**** LISTED ENTRIES ****

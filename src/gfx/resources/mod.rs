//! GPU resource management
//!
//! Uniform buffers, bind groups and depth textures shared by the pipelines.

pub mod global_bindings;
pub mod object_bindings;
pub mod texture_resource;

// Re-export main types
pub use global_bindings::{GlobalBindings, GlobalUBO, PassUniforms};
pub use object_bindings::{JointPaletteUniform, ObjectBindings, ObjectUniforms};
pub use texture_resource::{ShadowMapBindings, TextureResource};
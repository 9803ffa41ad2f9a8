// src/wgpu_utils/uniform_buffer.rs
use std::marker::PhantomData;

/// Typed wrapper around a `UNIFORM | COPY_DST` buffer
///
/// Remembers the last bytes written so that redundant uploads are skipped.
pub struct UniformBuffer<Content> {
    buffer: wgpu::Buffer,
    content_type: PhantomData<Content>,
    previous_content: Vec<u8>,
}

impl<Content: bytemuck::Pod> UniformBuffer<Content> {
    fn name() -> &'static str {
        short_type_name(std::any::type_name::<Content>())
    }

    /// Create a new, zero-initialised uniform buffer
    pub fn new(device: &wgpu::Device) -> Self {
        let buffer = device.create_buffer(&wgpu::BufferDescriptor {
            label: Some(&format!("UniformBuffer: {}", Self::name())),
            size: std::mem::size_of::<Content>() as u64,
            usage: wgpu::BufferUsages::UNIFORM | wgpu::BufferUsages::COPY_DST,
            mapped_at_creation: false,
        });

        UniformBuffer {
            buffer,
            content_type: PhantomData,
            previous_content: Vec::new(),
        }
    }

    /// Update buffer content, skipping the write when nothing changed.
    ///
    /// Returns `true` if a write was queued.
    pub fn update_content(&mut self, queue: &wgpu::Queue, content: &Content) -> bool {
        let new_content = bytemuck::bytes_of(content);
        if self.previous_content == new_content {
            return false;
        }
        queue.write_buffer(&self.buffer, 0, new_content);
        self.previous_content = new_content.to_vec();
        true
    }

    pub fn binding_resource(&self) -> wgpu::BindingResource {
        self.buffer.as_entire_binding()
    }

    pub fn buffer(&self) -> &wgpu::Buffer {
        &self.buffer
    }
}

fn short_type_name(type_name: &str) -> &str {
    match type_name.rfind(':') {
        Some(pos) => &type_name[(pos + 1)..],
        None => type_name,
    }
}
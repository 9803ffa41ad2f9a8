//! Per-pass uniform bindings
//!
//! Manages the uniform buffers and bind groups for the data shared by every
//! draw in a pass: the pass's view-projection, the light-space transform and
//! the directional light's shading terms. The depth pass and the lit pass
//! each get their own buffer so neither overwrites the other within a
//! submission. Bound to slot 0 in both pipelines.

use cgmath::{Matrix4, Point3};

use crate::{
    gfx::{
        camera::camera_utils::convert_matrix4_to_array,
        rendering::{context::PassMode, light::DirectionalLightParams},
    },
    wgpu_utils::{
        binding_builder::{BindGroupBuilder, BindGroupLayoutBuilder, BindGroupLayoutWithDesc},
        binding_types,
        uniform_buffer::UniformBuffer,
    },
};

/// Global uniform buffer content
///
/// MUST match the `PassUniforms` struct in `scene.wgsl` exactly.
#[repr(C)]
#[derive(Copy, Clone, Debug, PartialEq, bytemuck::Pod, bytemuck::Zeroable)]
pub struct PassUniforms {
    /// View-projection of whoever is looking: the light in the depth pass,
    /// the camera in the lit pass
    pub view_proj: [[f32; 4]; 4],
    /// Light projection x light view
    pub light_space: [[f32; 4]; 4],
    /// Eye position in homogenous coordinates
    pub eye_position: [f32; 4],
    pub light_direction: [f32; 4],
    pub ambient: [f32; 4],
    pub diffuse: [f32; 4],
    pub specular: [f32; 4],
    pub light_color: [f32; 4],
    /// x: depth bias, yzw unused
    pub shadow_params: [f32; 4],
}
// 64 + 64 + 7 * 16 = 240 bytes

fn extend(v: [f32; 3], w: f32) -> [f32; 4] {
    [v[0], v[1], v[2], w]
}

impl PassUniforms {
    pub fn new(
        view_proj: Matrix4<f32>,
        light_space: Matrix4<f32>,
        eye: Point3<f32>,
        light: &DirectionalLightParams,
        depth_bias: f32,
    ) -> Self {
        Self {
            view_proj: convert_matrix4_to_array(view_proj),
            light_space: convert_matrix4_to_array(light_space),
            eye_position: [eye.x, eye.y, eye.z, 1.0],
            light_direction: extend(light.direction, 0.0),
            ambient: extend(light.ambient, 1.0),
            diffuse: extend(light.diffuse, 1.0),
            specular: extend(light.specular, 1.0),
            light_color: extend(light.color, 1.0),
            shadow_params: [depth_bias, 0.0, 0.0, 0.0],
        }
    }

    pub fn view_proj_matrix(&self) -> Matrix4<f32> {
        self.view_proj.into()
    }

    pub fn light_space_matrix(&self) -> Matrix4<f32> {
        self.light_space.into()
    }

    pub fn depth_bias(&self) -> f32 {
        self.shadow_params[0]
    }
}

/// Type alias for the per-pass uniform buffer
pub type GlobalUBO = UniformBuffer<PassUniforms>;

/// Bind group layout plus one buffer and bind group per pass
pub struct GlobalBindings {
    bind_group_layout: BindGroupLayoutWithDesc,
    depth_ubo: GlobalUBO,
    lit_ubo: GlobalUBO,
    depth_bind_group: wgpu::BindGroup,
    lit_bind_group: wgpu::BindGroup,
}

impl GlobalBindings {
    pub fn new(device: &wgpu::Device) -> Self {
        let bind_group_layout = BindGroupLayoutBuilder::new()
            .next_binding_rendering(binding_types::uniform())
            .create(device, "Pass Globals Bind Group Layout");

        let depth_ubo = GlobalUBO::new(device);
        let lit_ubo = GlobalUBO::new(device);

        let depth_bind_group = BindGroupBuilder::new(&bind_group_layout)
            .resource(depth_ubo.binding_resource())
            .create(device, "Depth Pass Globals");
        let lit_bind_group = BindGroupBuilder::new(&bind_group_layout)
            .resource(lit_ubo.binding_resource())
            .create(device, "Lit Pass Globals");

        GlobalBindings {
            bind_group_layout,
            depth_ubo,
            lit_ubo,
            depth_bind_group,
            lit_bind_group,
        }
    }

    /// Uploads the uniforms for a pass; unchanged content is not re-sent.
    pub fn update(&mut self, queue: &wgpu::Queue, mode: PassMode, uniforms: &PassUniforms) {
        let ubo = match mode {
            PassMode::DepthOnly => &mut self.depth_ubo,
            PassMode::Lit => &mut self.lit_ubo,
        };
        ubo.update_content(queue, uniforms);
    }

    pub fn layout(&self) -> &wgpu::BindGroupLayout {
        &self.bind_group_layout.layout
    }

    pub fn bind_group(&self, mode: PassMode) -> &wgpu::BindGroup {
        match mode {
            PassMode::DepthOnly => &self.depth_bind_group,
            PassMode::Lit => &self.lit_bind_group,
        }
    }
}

****
**** LISTED ENTRIES ****

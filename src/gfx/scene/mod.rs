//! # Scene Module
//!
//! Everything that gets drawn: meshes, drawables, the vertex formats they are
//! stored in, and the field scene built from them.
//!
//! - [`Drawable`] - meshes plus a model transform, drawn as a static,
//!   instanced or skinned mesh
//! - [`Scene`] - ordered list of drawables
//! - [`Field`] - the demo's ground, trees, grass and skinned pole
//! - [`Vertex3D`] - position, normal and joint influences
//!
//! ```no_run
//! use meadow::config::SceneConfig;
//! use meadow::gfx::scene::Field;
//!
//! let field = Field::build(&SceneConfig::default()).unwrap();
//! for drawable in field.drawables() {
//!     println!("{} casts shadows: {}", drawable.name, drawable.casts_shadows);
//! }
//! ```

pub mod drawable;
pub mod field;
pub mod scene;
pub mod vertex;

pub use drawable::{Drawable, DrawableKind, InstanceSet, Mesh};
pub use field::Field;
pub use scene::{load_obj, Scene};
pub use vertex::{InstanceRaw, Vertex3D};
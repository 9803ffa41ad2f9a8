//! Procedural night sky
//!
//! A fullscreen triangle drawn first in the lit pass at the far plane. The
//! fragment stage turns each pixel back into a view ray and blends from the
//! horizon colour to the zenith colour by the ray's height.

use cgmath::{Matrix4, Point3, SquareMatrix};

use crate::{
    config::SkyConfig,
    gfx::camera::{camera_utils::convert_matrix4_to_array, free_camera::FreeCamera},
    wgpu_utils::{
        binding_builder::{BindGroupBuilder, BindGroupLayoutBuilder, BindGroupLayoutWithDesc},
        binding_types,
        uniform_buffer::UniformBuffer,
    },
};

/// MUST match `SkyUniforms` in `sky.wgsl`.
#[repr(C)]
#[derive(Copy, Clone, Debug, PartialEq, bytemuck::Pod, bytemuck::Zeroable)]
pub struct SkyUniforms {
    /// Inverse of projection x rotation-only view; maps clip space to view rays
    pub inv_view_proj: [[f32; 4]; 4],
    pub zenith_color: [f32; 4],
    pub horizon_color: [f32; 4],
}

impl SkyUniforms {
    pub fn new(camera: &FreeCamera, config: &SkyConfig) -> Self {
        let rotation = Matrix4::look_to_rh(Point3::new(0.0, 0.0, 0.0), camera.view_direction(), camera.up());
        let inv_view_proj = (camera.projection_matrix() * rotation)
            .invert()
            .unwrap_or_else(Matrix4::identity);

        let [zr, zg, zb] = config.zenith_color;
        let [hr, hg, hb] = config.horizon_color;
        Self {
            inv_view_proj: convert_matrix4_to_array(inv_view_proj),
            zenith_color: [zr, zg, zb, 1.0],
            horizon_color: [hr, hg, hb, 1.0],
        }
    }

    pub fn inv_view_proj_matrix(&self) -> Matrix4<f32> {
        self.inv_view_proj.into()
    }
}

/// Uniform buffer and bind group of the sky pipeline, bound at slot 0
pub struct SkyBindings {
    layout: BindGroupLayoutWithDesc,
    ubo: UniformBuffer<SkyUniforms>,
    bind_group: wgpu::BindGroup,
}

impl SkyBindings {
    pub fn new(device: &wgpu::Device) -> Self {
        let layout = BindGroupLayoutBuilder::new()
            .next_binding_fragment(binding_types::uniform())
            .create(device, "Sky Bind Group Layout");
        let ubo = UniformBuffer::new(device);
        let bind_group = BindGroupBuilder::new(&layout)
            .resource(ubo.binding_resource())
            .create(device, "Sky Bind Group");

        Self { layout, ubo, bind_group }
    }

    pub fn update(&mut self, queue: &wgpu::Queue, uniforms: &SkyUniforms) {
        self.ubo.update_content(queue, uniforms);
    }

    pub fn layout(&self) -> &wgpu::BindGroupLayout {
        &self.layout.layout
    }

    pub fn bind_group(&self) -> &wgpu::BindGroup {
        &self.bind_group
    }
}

****

EXERCISE PROMPT> For every line of the material that holds the word "buffers", make a copy.

RESULT FOR THIS EXERCISE>
//! Uniform buffers, bind groups and depth textures shared by the pipelines.
//! Manages the uniform buffers and bind groups for the data shared by every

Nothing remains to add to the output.